== Segment start ==

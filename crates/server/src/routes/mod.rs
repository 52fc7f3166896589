//! Route table
//!
//! | Method | Path | Handler |
//! |---|---|---|
//! | GET | `/api/ping` | [`system::ping`] |
//! | GET | `/api/astronomy/lunar` | [`astronomy::lunar`] |
//! | GET | `/api/astronomy/sahara` | [`astronomy::sahara`] |
//! | GET | `/api/ndvi-proxy` | [`ndvi::proxy`] |
//! | GET | `/api/ndvi-grid` | [`ndvi::grid`] |
//! | GET, POST | `/api/area/ndvi` | [`ndvi::area_by_point`], [`ndvi::area_by_geojson`] |
//! | GET | `/api/weather` | [`weather::daily`] |
//! | GET | `/api/risk` | [`risk::report`] |
//!
//! Unknown paths and unsupported methods answer 404.

pub mod astronomy;
pub mod ndvi;
pub mod risk;
pub mod system;
pub mod weather;

use crate::state::AppState;
use axum::routing::{get, MethodRouter};
use axum::Router;

fn or_not_found(route: MethodRouter<AppState>) -> MethodRouter<AppState> {
    route.fallback(system::not_found)
}

pub fn router() -> Router<AppState> {
    Router::new()
        .route("/api/ping", or_not_found(get(system::ping)))
        .route("/api/astronomy/lunar", or_not_found(get(astronomy::lunar)))
        .route("/api/astronomy/sahara", or_not_found(get(astronomy::sahara)))
        .route("/api/ndvi-proxy", or_not_found(get(ndvi::proxy)))
        .route("/api/ndvi-grid", or_not_found(get(ndvi::grid)))
        .route(
            "/api/area/ndvi",
            or_not_found(get(ndvi::area_by_point).post(ndvi::area_by_geojson)),
        )
        .route("/api/weather", or_not_found(get(weather::daily)))
        .route("/api/risk", or_not_found(get(risk::report)))
        .fallback(system::not_found)
}
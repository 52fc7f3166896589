//! Failures at the HTTP boundary and their JSON form
//!
//! Every error body is `{"error": <message>}`. Internal causes are logged and
//! never written to the response.

use axum::http::StatusCode;
use axum::response::{IntoResponse, Response};
use axum::Json;
use bloomwatch_core::BloomError;
use serde_json::json;
use thiserror::Error;
use tracing::{debug, error, warn};

/// Public message for failures that have no route-specific wording
pub const SERVER_ERROR: &str = "server error";

#[derive(Debug, Error)]
pub enum ApiError {
    /// Unusable request input (400)
    #[error("{0}")]
    BadRequest(String),

    /// No route matched (404)
    #[error("not found")]
    NotFound,

    /// Evaluation failed (500). Only `public` reaches the caller.
    #[error("{public}")]
    Internal { public: &'static str, detail: String },
}

impl ApiError {
    pub fn bad_request(message: impl Into<String>) -> Self {
        Self::BadRequest(message.into())
    }

    pub fn internal(public: &'static str, detail: impl Into<String>) -> Self {
        Self::Internal {
            public,
            detail: detail.into(),
        }
    }

    /// Client errors pass through; anything else becomes a 500 with `public`
    pub fn from_core(err: &BloomError, public: &'static str) -> Self {
        if err.is_client_error() {
            Self::BadRequest(err.to_string())
        } else {
            Self::internal(public, err.to_string())
        }
    }

    #[must_use]
    pub fn status(&self) -> StatusCode {
        match self {
            Self::BadRequest(_) => StatusCode::BAD_REQUEST,
            Self::NotFound => StatusCode::NOT_FOUND,
            Self::Internal { .. } => StatusCode::INTERNAL_SERVER_ERROR,
        }
    }
}

impl From<BloomError> for ApiError {
    fn from(err: BloomError) -> Self {
        Self::from_core(&err, SERVER_ERROR)
    }
}

impl IntoResponse for ApiError {
    fn into_response(self) -> Response {
        match &self {
            Self::BadRequest(message) => warn!("Rejected request: {}", message),
            Self::NotFound => debug!("No route matched"),
            Self::Internal { public, detail } => error!("{}: {}", public, detail),
        }
        (self.status(), Json(json!({ "error": self.to_string() }))).into_response()
    }
}

#[cfg(test)]
mod tests {
    use super::*;

    #[test]
    fn test_core_errors_split_by_origin() {
        let client = ApiError::from(BloomError::invalid_argument("end before start"));
        assert_eq!(client.status(), StatusCode::BAD_REQUEST);
        assert_eq!(client.to_string(), "invalid argument: end before start");

        let server = ApiError::from_core(
            &BloomError::computation_failure("phase evaluated to NaN"),
            "failed to compute lunar phase",
        );
        assert_eq!(server.status(), StatusCode::INTERNAL_SERVER_ERROR);
        assert_eq!(server.to_string(), "failed to compute lunar phase");
    }

    #[test]
    fn test_internal_detail_stays_private() {
        let err = ApiError::internal(SERVER_ERROR, "stack trace here");
        assert_eq!(err.to_string(), "server error");
        assert_eq!(ApiError::NotFound.status(), StatusCode::NOT_FOUND);
    }
}
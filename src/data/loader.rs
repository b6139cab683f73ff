//! Quiz repository collaborator.
//!
//! Sessions obtain quiz definitions through [`QuizSource`]; the bundled
//! implementation reads `<quiz_id>.json` files from a directory.

use std::collections::HashSet;
use std::fmt;
use std::fs;
use std::io;
use std::path::{Path, PathBuf};

use crate::models::{QuestionKind, Quiz};

/// Error produced when a quiz cannot be loaded.
#[derive(Debug)]
pub enum LoadError {
    /// The requested quiz id is empty or contains illegal characters.
    InvalidId(String),
    /// The quiz file could not be read.
    Read { path: PathBuf, source: io::Error },
    /// The quiz file is not valid JSON.
    Parse {
        path: PathBuf,
        source: serde_json::Error,
    },
    /// The quiz definition violates a structural rule.
    Invalid(String),
}

impl fmt::Display for LoadError {
    fn fmt(&self, f: &mut fmt::Formatter<'_>) -> fmt::Result {
        match self {
            LoadError::InvalidId(id) => write!(f, "invalid quiz id '{}'", id),
            LoadError::Read { path, source } => {
                write!(f, "failed to read {}: {}", path.display(), source)
            }
            LoadError::Parse { path, source } => {
                write!(f, "failed to parse {}: {}", path.display(), source)
            }
            LoadError::Invalid(reason) => write!(f, "invalid quiz: {}", reason),
        }
    }
}

impl std::error::Error for LoadError {
    fn source(&self) -> Option<&(dyn std::error::Error + 'static)> {
        match self {
            LoadError::Read { source, .. } => Some(source),
            LoadError::Parse { source, .. } => Some(source),
            _ => None,
        }
    }
}

/// Supplies quiz definitions to the session controller.
pub trait QuizSource {
    fn load_quiz(&self, quiz_id: &str) -> Result<Quiz, LoadError>;
}

/// Loads quizzes from a directory of `<quiz_id>.json` files.
pub struct JsonQuizSource {
    root: PathBuf,
}

impl JsonQuizSource {
    pub fn new<P: AsRef<Path>>(root: P) -> Self {
        Self {
            root: root.as_ref().to_path_buf(),
        }
    }
}

impl QuizSource for JsonQuizSource {
    fn load_quiz(&self, quiz_id: &str) -> Result<Quiz, LoadError> {
        validate_quiz_id(quiz_id)?;

        let path = self.root.join(format!("{quiz_id}.json"));
        let text = fs::read_to_string(&path).map_err(|source| LoadError::Read {
            path: path.clone(),
            source,
        })?;
        let quiz: Quiz =
            serde_json::from_str(&text).map_err(|source| LoadError::Parse { path, source })?;

        if quiz.id != quiz_id {
            return Err(LoadError::Invalid(format!(
                "file declares id '{}', expected '{}'",
                quiz.id, quiz_id
            )));
        }
        validate_quiz(&quiz)?;
        Ok(quiz)
    }
}

fn validate_quiz_id(id: &str) -> Result<(), LoadError> {
    let valid = !id.is_empty()
        && id
            .chars()
            .all(|c| c.is_ascii_alphanumeric() || c == '-' || c == '_');
    if valid {
        Ok(())
    } else {
        Err(LoadError::InvalidId(id.to_string()))
    }
}

/// Structural checks a quiz must pass before a session starts.
pub fn validate_quiz(quiz: &Quiz) -> Result<(), LoadError> {
    let mut seen = HashSet::new();
    for question in &quiz.questions {
        if !seen.insert(question.id) {
            return Err(LoadError::Invalid(format!(
                "duplicate question id {}",
                question.id
            )));
        }
        if question.kind == QuestionKind::Choice && question.options.len() < 2 {
            return Err(LoadError::Invalid(format!(
                "choice question {} has fewer than two options",
                question.id
            )));
        }
    }
    Ok(())
}

#[cfg(test)]
mod tests {
    use super::*;
    use crate::models::QuizVariant;

    fn write_quiz(dir: &Path, id: &str, body: &str) {
        fs::write(dir.join(format!("{id}.json")), body).unwrap();
    }

    fn temp_dir(tag: &str) -> PathBuf {
        let dir = std::env::temp_dir().join(format!("gridquiz-loader-{tag}-{}", std::process::id()));
        fs::create_dir_all(&dir).unwrap();
        dir
    }

    #[test]
    fn test_loads_quiz_by_id() {
        let dir = temp_dir("ok");
        write_quiz(
            &dir,
            "capitals",
            r#"{"id": "capitals", "topic": "Geography", "variant": "normal",
                "questions": [{"id": 1, "kind": "free_text", "prompt": "Capital of France?", "answer": "Paris"}]}"#,
        );

        let quiz = JsonQuizSource::new(&dir).load_quiz("capitals").unwrap();
        assert_eq!(quiz.variant, QuizVariant::Normal);
        assert_eq!(quiz.questions.len(), 1);
    }

    #[test]
    fn test_rejects_bad_ids() {
        let source = JsonQuizSource::new("quizzes");
        assert!(matches!(source.load_quiz(""), Err(LoadError::InvalidId(_))));
        assert!(matches!(
            source.load_quiz("../escape"),
            Err(LoadError::InvalidId(_))
        ));
    }

    #[test]
    fn test_missing_file_is_read_error() {
        let dir = temp_dir("missing");
        let err = JsonQuizSource::new(&dir).load_quiz("nope").unwrap_err();
        assert!(matches!(err, LoadError::Read { .. }));
    }

    #[test]
    fn test_id_mismatch_rejected() {
        let dir = temp_dir("mismatch");
        write_quiz(
            &dir,
            "alias",
            r#"{"id": "other", "topic": "t", "variant": "normal", "questions": []}"#,
        );
        let err = JsonQuizSource::new(&dir).load_quiz("alias").unwrap_err();
        assert!(matches!(err, LoadError::Invalid(_)));
    }

    #[test]
    fn test_choice_needs_two_options() {
        let dir = temp_dir("options");
        write_quiz(
            &dir,
            "thin",
            r#"{"id": "thin", "topic": "t", "variant": "normal",
                "questions": [{"id": 1, "kind": "choice", "prompt": "p", "options": ["only"], "answer": "only"}]}"#,
        );
        let err = JsonQuizSource::new(&dir).load_quiz("thin").unwrap_err();
        assert!(matches!(err, LoadError::Invalid(_)));
    }

    #[test]
    fn test_duplicate_question_ids_rejected() {
        let dir = temp_dir("dupes");
        write_quiz(
            &dir,
            "dupes",
            r#"{"id": "dupes", "topic": "t", "variant": "normal",
                "questions": [
                    {"id": 1, "kind": "free_text", "prompt": "a", "answer": "a"},
                    {"id": 1, "kind": "free_text", "prompt": "b", "answer": "b"}
                ]}"#,
        );
        let err = JsonQuizSource::new(&dir).load_quiz("dupes").unwrap_err();
        assert!(matches!(err, LoadError::Invalid(_)));
    }
}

== Segment end ==

Task directions –
Please reproduce exactly the lines from the first one of the records above through the line containing "GET, POST |", both included, and nothing else.

Exercise result –
filename crates/server/src/routes/mod.rs
repository 52fc7f3166896589
//! Route table
//!
//! | Method | Path | Handler |
//! |---|---|---|
//! | GET | `/api/ping` | [`system::ping`] |
//! | GET | `/api/astronomy/lunar` | [`astronomy::lunar`] |
//! | GET | `/api/astronomy/sahara` | [`astronomy::sahara`] |
//! | GET | `/api/ndvi-proxy` | [`ndvi::proxy`] |
//! | GET | `/api/ndvi-grid` | [`ndvi::grid`] |
//! | GET, POST | `/api/area/ndvi` | [`ndvi::area_by_point`], [`ndvi::area_by_geojson`] |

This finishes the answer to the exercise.